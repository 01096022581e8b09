//! Stateless bounds checks for uploaded listing photos

use image::ImageReader;
use serde::{Deserialize, Serialize};
use std::io::Cursor;
use std::path::Path;
use thiserror::Error;

/// Container formats the decoder may not recognise; their dimensions are not checked
const UNDECODED_EXTENSIONS: [&str; 1] = ["heic"];

/// Size, format and dimension limits for uploads
#[derive(Debug, Clone, PartialEq, Serialize, Deserialize)]
#[serde(default)]
pub struct ImageLimits {
    pub min_bytes: usize,
    pub max_bytes: usize,
    /// Lower-case extensions without the leading dot
    pub allowed_extensions: Vec<String>,
    pub min_dimension: u32,
    pub max_dimension: u32,
}

impl Default for ImageLimits {
    fn default() -> Self {
        Self {
            min_bytes: 1024,
            max_bytes: 10 * 1024 * 1024,
            allowed_extensions: vec![
                "jpg".to_string(),
                "jpeg".to_string(),
                "png".to_string(),
                "heic".to_string(),
            ],
            min_dimension: 100,
            max_dimension: 4096,
        }
    }
}

/// Why an image was rejected
#[derive(Debug, Clone, PartialEq, Eq, Error, Serialize, Deserialize)]
#[serde(tag = "kind", rename_all = "snake_case")]
pub enum ImageError {
    #[error("Image is too small ({size} bytes); minimum is {min} bytes")]
    TooSmall { size: usize, min: usize },
    #[error("Image is too large ({size} bytes); maximum is {max} bytes")]
    TooLarge { size: usize, max: usize },
    #[error("Unsupported file type '{extension}'; allowed: {allowed}")]
    UnsupportedExtension { extension: String, allowed: String },
    #[error("Image dimensions {width}x{height} are outside the allowed range {min}-{max} pixels")]
    DimensionsOutOfRange {
        width: u32,
        height: u32,
        min: u32,
        max: u32,
    },
    #[error("invalid image")]
    Invalid,
}

/// Facts established about an accepted image
#[derive(Debug, Clone, PartialEq, Eq, Serialize, Deserialize)]
pub struct ImageInfo {
    pub size: usize,
    pub extension: Option<String>,
    /// Pixel dimensions, when the format could be decoded
    pub dimensions: Option<(u32, u32)>,
}

/// Validates raw upload bytes against `ImageLimits`
#[derive(Debug, Clone, Default)]
pub struct ImageValidator {
    limits: ImageLimits,
}

impl ImageValidator {
    pub fn new(limits: ImageLimits) -> Self {
        Self { limits }
    }

    pub fn limits(&self) -> &ImageLimits {
        &self.limits
    }

    /// Check byte size, extension (if a filename is given) and pixel dimensions
    pub fn validate(&self, bytes: &[u8], filename: Option<&str>) -> Result<ImageInfo, ImageError> {
        let size = bytes.len();
        if size < self.limits.min_bytes {
            return Err(ImageError::TooSmall {
                size,
                min: self.limits.min_bytes,
            });
        }
        if size > self.limits.max_bytes {
            return Err(ImageError::TooLarge {
                size,
                max: self.limits.max_bytes,
            });
        }

        let extension = match filename {
            Some(name) => Some(self.check_extension(name)?),
            None => None,
        };

        let dimensions = match read_dimensions(bytes) {
            Ok(dimensions) => Some(dimensions),
            Err(DecodeFailure::UnknownFormat)
                if extension
                    .as_deref()
                    .is_some_and(|ext| UNDECODED_EXTENSIONS.contains(&ext)) =>
            {
                tracing::debug!(extension = ?extension, "Skipping dimension check for undecodable container");
                None
            }
            Err(_) => return Err(ImageError::Invalid),
        };

        if let Some((width, height)) = dimensions {
            let range = self.limits.min_dimension..=self.limits.max_dimension;
            if !range.contains(&width) || !range.contains(&height) {
                return Err(ImageError::DimensionsOutOfRange {
                    width,
                    height,
                    min: self.limits.min_dimension,
                    max: self.limits.max_dimension,
                });
            }
        }

        Ok(ImageInfo {
            size,
            extension,
            dimensions,
        })
    }

    fn check_extension(&self, filename: &str) -> Result<String, ImageError> {
        let extension = Path::new(filename)
            .extension()
            .and_then(|e| e.to_str())
            .unwrap_or("")
            .to_lowercase();

        if self.limits.allowed_extensions.iter().any(|a| a.eq_ignore_ascii_case(&extension)) {
            Ok(extension)
        } else {
            Err(ImageError::UnsupportedExtension {
                extension,
                allowed: self.limits.allowed_extensions.join(", "),
            })
        }
    }
}

enum DecodeFailure {
    UnknownFormat,
    Corrupt,
}

/// Reads only the image header to get its dimensions
fn read_dimensions(bytes: &[u8]) -> Result<(u32, u32), DecodeFailure> {
    let reader = ImageReader::new(Cursor::new(bytes))
        .with_guessed_format()
        .map_err(|_| DecodeFailure::Corrupt)?;

    if reader.format().is_none() {
        return Err(DecodeFailure::UnknownFormat);
    }

    reader.into_dimensions().map_err(|_| DecodeFailure::Corrupt)
}
//! Check-image command - validate one image file against the upload limits

use anyhow::{Context, Result};
use listing_guard_domain::ImageValidator;
use std::path::PathBuf;

use crate::args::CheckImageArgs;
use crate::config::AppConfig;

pub async fn execute(args: CheckImageArgs, config_path: Option<PathBuf>) -> Result<()> {
    let config = AppConfig::load(config_path.as_deref())?;
    let validator = ImageValidator::new(config.images);

    let bytes = tokio::fs::read(&args.file)
        .await
        .with_context(|| format!("Failed to read image: {}", args.file.display()))?;

    let name = args.name.or_else(|| {
        args.file
            .file_name()
            .map(|n| n.to_string_lossy().into_owned())
    });

    let result = validator.validate(&bytes, name.as_deref());

    if args.json {
        let output = match &result {
            Ok(info) => serde_json::json!({
                "valid": true,
                "size": info.size,
                "extension": info.extension,
                "dimensions": info.dimensions.map(|(w, h)| serde_json::json!({
                    "width": w,
                    "height": h,
                })),
            }),
            Err(e) => serde_json::json!({
                "valid": false,
                "reason": e.to_string(),
            }),
        };
        println!("{}", serde_json::to_string_pretty(&output)?);
    } else {
        match &result {
            Ok(info) => {
                let dimensions = info
                    .dimensions
                    .map(|(w, h)| format!("{}x{}", w, h))
                    .unwrap_or_else(|| "unknown dimensions".to_string());
                println!("✓ Image OK: {} bytes, {}", info.size, dimensions);
            }
            Err(e) => println!("✗ Image rejected: {}", e),
        }
    }

    if let Err(e) = result {
        tracing::debug!(file = %args.file.display(), error = %e, "Image rejected");
        std::process::exit(1);
    }

    Ok(())
}
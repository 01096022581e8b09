//! listing-guard CLI entry point

use anyhow::Result;
use clap::Parser;
use tracing_subscriber::{EnvFilter, fmt, prelude::*};

mod args;
mod commands;
mod config;

use args::{Cli, Commands};
use config::AppConfig;

#[tokio::main]
async fn main() -> Result<()> {
    let cli = Cli::parse();

    // Initialize logging; the flag wins over the configured level
    let log_level = match &cli.log_level {
        Some(level) => level.clone(),
        None => AppConfig::configured_log_level(cli.config.as_deref()),
    };
    init_logging(&log_level)?;

    // Execute command
    match cli.command {
        Commands::Moderate(args) => commands::moderate::execute(args, cli.config).await,
        Commands::CheckImage(args) => commands::check_image::execute(args, cli.config).await,
        Commands::Tags(args) => commands::tags::execute(args, cli.config).await,
        Commands::Search(args) => commands::search::execute(args, cli.config).await,
        Commands::Screen(args) => commands::screen::execute(args, cli.config).await,
        Commands::Import(args) => commands::import::execute(args, cli.config).await,
        Commands::Migrate(args) => commands::migrate::execute(args, cli.config).await,
        Commands::Rules(args) => commands::rules::execute(args, cli.config).await,
        Commands::Config(args) => commands::config::execute(args, cli.config).await,
        Commands::Doctor(args) => commands::doctor::execute(args, cli.config).await,
    }
}

fn init_logging(level: &str) -> Result<()> {
    let filter = EnvFilter::try_from_default_env().or_else(|_| EnvFilter::try_new(level))?;

    tracing_subscriber::registry()
        .with(fmt::layer().with_target(true).with_writer(std::io::stderr))
        .with(filter)
        .init();

    Ok(())
}
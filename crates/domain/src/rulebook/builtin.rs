//! Compiled-in rule tables

use std::collections::{BTreeMap, BTreeSet};

use crate::keywords::KeywordIndex;
use crate::moderation::ModerationVocabulary;
use crate::tagging::{BedroomRule, PriceBand, PriceGate, TagRule, TaggingRules, Trigger};

fn strings(items: &[&str]) -> Vec<String> {
    items.iter().map(|s| s.to_string()).collect()
}

fn phrases(items: &[&str]) -> Trigger {
    Trigger::Phrases { any: strings(items) }
}

fn together(groups: &[&[&str]]) -> Trigger {
    Trigger::Together {
        groups: groups.iter().map(|g| strings(g)).collect(),
    }
}

fn either(triggers: Vec<Trigger>) -> Trigger {
    Trigger::Either { triggers }
}

fn rule(tag: &str, trigger: Trigger) -> TagRule {
    TagRule {
        tag: tag.to_string(),
        trigger,
        gate: PriceGate::Always,
    }
}

fn gated(tag: &str, below: f64, trigger: Trigger) -> TagRule {
    TagRule {
        tag: tag.to_string(),
        trigger,
        gate: PriceGate::Below { amount: below },
    }
}

fn band(below: Option<f64>, tag: &str) -> PriceBand {
    PriceBand {
        below,
        tag: tag.to_string(),
    }
}

pub(crate) fn moderation_vocabulary() -> ModerationVocabulary {
    ModerationVocabulary {
        // Every term here also matches its truncations and vowel skeleton, so
        // a term whose short forms occur in listing vocabulary ("reta" in
        // "retail", "assho" in "glass house", "fuc" in "fuchsia") is left out
        // or replaced by a longer form whose truncation still covers the root.
        blocked_terms: strings(&[
            "fucker",
            "motherfucker",
            "bullshit",
            "shithead",
            "bitches",
            "dickhead",
            "cocksucker",
            "niggers",
            "faggot",
        ]),
        flagged_phrases: strings(&[
            // contact redirects
            "telegram",
            "whatsapp",
            "dm me",
            "text me at",
            "email me at",
            "contact me directly",
            "signal app",
            // payment scams
            "wire transfer",
            "western union",
            "moneygram",
            "gift card",
            "cashier's check",
            "send the deposit",
            "deposit before viewing",
            "pay before viewing",
            "owner is overseas",
            "out of the country",
            "keys will be mailed",
            "bitcoin",
            "crypto only",
            // fair housing
            "no children",
            "no kids",
            "adults only",
            "singles only",
            "christians only",
            "no section 8",
            "english speakers only",
            "no immigrants",
            "perfect for young professionals",
        ]),
        url_markers: strings(&[
            "http://", "https://", "www.", ".com", ".org", ".net", ".ru", ".tk", ".ml", ".ga",
            "bit.ly", "tinyurl", "goo.gl", "t.co/", "ow.ly", "is.gd",
        ]),
        allowed_domains: strings(&["listingguard.com"]),
        caps_ratio: 0.6,
        caps_min_length: 10,
        blocked_message: "This content contains language that isn't allowed on our platform. \
                          Please revise it and try again."
            .to_string(),
        vowel_stripped_matching: true,
    }
}

pub(crate) fn tagging_rules() -> TaggingRules {
    TaggingRules {
        max_tags: 5,
        lease_types: strings(&["rental", "lease"]),
        lease_tag: "#ForLease".to_string(),
        price_ladder: vec![
            band(Some(100_000.0), "#Under100K"),
            band(Some(200_000.0), "#Under200K"),
            band(Some(300_000.0), "#Under300K"),
            band(Some(400_000.0), "#Under400K"),
            band(Some(500_000.0), "#Under500K"),
            band(Some(1_000_000.0), "#Over500K"),
            band(Some(5_000_000.0), "#Over1M"),
            band(Some(10_000_000.0), "#Over5M"),
            band(None, "#Over10M"),
        ],
        rules: tag_rules(),
        large_property: BedroomRule {
            bedrooms: 4,
            tag: "#LargeProperty".to_string(),
        },
        studio: BedroomRule {
            bedrooms: 1,
            tag: "#Studio".to_string(),
        },
    }
}
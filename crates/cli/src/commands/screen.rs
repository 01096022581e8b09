//! Screen command - run a full submission through moderation, image checks and tagging

use anyhow::{Context, Result};
use listing_guard_domain::usecases::ScreenListing;
use listing_guard_domain::{ListingAttributes, ListingSubmission, ScreeningOutcome, SubmittedImage};
use serde::Deserialize;
use std::path::{Path, PathBuf};

use crate::args::ScreenArgs;
use crate::commands::moderate::print_verdict;
use crate::commands::rules::load_rulebook;
use crate::config::AppConfig;

/// Submission file layout: listing attributes plus image file references
#[derive(Debug, Deserialize)]
struct SubmissionFile {
    #[serde(flatten)]
    attributes: ListingAttributes,
    #[serde(default)]
    images: Vec<ImageRef>,
}

#[derive(Debug, Deserialize)]
struct ImageRef {
    /// Relative paths resolve against the submission file's directory
    path: PathBuf,
    /// Upload filename; defaults to the file's own name
    #[serde(default)]
    name: Option<String>,
}

pub async fn execute(args: ScreenArgs, config_path: Option<PathBuf>) -> Result<()> {
    let config = AppConfig::load(config_path.as_deref())?;
    let rulebook = load_rulebook(&config).await?;
    let screener = ScreenListing::from_rulebook(&rulebook, config.images);

    let submission = read_submission(&args.file).await?;
    let outcome = screener.screen(&submission);

    tracing::info!(
        status = outcome.verdict.label(),
        tags = outcome.tags.len(),
        image_errors = outcome.image_errors.len(),
        "Screened submission"
    );

    if args.json {
        println!("{}", serde_json::to_string_pretty(&outcome)?);
    } else {
        print_outcome(&outcome);
    }

    if !outcome.is_publishable() {
        std::process::exit(1);
    }

    Ok(())
}

async fn read_submission(path: &Path) -> Result<ListingSubmission> {
    let content = tokio::fs::read_to_string(path)
        .await
        .with_context(|| format!("Failed to read submission: {}", path.display()))?;
    let file: SubmissionFile = serde_json::from_str(&content)
        .with_context(|| format!("Failed to parse submission: {}", path.display()))?;

    let base = path.parent().unwrap_or_else(|| Path::new("."));
    let mut images = Vec::with_capacity(file.images.len());
    for image in file.images {
        let image_path = base.join(&image.path);
        let bytes = tokio::fs::read(&image_path)
            .await
            .with_context(|| format!("Failed to read image: {}", image_path.display()))?;
        let filename = image.name.or_else(|| {
            image
                .path
                .file_name()
                .map(|n| n.to_string_lossy().into_owned())
        });
        images.push(SubmittedImage { filename, bytes });
    }

    Ok(ListingSubmission {
        attributes: file.attributes,
        images,
    })
}

fn print_outcome(outcome: &ScreeningOutcome) {
    print_verdict(&outcome.verdict);

    if outcome.tags.is_empty() {
        println!("Tags: none");
    } else {
        println!("Tags: {}", outcome.tags.join(" "));
    }

    for rejection in &outcome.image_errors {
        println!(
            "Image {} ({}): {}",
            rejection.index,
            rejection.filename.as_deref().unwrap_or("unnamed"),
            rejection.reason
        );
    }

    println!();
    if outcome.is_publishable() {
        println!("✓ Publishable");
    } else {
        println!("✗ Not publishable");
    }
}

= = = = =

◆ **About this exercise**
Set the material down exactly as written, starting at its first line. The line containing "the leading dot" is the last one to include.

◆ **Written answer**
repository 01096022581e8b09
//! Stateless bounds checks for uploaded listing photos

use image::ImageReader;
use serde::{Deserialize, Serialize};
use std::io::Cursor;
use std::path::Path;
use thiserror::Error;

/// Container formats the decoder may not recognise; their dimensions are not checked
const UNDECODED_EXTENSIONS: [&str; 1] = ["heic"];

/// Size, format and dimension limits for uploads
#[derive(Debug, Clone, PartialEq, Serialize, Deserialize)]
#[serde(default)]
pub struct ImageLimits {
    pub min_bytes: usize,
    pub max_bytes: usize,
    /// Lower-case extensions without the leading dot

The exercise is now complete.